Mice Deficient in the Src Family Tyrosine Kinase yes are Protected from Hyperoxia‐Induced Lung Injury

Endothelial cell apoptosis is an early event in the development of inflammatory lung diseases such as acute respiratory distress syndrome (ARDS) and bronchopulmonary dysplasia (BPD). In pulmonary endothelial cell culture studies we found that the Src family tyrosine kinase (STK) yes activated caspase 3, while the STK fyn inhibited caspase 3 activation. Therefore, we tested the hypothesis that mice deficient in yes will be protected from hyperoxia‐induced lung injury. Wild‐type (WT), yes ‐/‐ and fyn ‐/‐ mice were exposed to >95% O 2 or room air for 48 hours. The animals were weighed and lung tissue harvested. The left lungs were used for determination of wet‐to‐dry weight ratios (W/D) and the right lungs for western blotting for p21 and cleaved caspase‐3, as well as qPCR for cationic amino acid transporter (CAT)‐1, CAT‐2, arginase1, arginase2, inducible nitric oxide synthase (iNOS), and cyclooxygenase‐2 (COX2). In the mice exposed to hyperoxia, yes ‐/‐ mice lost less body weight than did the WT or fyn ‐/‐ mice. Furthermore, yes ‐/‐ mice also had significantly lower lung W/D than did the WT or fyn ‐/‐ mice. Cleaved caspase‐3 protein levels were lower in the yes ‐/‐ mice than in WT and fyn ‐/‐ mice, while fyn ‐/‐ mice showed higher p21 protein levels than did WT and yes ‐/‐ mice.
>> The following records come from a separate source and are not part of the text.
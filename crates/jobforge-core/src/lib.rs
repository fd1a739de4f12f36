pub mod adapters;
pub mod cache;
pub mod config;
pub mod error;
pub mod models;
pub mod store;
pub mod supervisor;

pub use config::Config;
pub use error::{Error, Result};

/// Current version of jobforge
pub const VERSION: &str = env!("CARGO_PKG_VERSION");

#[cfg(test)]
mod tests {
    use super::*;

    #[test]
    fn test_version_available() {
        assert!(!VERSION.is_empty());
    }

    #[test]
    fn test_error_creation() {
        let err = Error::validation("Test validation error");
        assert_eq!(err.status_code(), 400);
        assert_eq!(err.category(), "validation");
    }
}
use axum::http::StatusCode;
use axum::response::{IntoResponse, Response};
use axum::Json;
use jobforge_core::Error;

/// Wraps the core error type so route handlers can return it directly from
/// a `Result` and have axum turn it into `{error}` with the right status
/// code (§7).
pub struct ApiError(pub Error);

impl From<Error> for ApiError {
    fn from(err: Error) -> Self {
        ApiError(err)
    }
}

impl IntoResponse for ApiError {
    fn into_response(self) -> Response {
        let status =
            StatusCode::from_u16(self.0.status_code()).unwrap_or(StatusCode::INTERNAL_SERVER_ERROR);
        let body = Json(serde_json::json!({ "error": self.0.to_string() }));
        (status, body).into_response()
    }
}

pub type ApiResult<T> = std::result::Result<T, ApiError>;

#[cfg(test)]
mod tests {
    use super::*;
    use axum::body::to_bytes;

    async fn body_json(response: Response) -> serde_json::Value {
        let bytes = to_bytes(response.into_body(), usize::MAX).await.unwrap();
        serde_json::from_slice(&bytes).unwrap()
    }

    #[tokio::test]
    async fn not_found_maps_to_404_with_error_body() {
        let response = ApiError::from(Error::not_found("job 7")).into_response();
        assert_eq!(response.status(), StatusCode::NOT_FOUND);
        let body = body_json(response).await;
        assert_eq!(body["error"], "Not found: job 7");
    }

    #[tokio::test]
    async fn validation_maps_to_400() {
        let response = ApiError::from(Error::validation("bad payload")).into_response();
        assert_eq!(response.status(), StatusCode::BAD_REQUEST);
    }

    #[tokio::test]
    async fn transient_maps_to_503() {
        let response = ApiError::from(Error::transient("redis blip")).into_response();
        assert_eq!(response.status(), StatusCode::SERVICE_UNAVAILABLE);
    }

    #[tokio::test]
    async fn fatal_maps_to_500() {
        let response = ApiError::from(Error::fatal("panic recovered")).into_response();
        assert_eq!(response.status(), StatusCode::INTERNAL_SERVER_ERROR);
    }
}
Following hyperoxia exposure the mRNA levels for CAT‐1, arginase 2, and iNOS were lower in the yes ‐/‐ mice than in WT and fyn ‐/‐ mice. Our results demonstrate that yes is an important positive regulator of hyperoxia‐induced iNOS expression and apoptosis in a mouse model of inflammatory lung disease.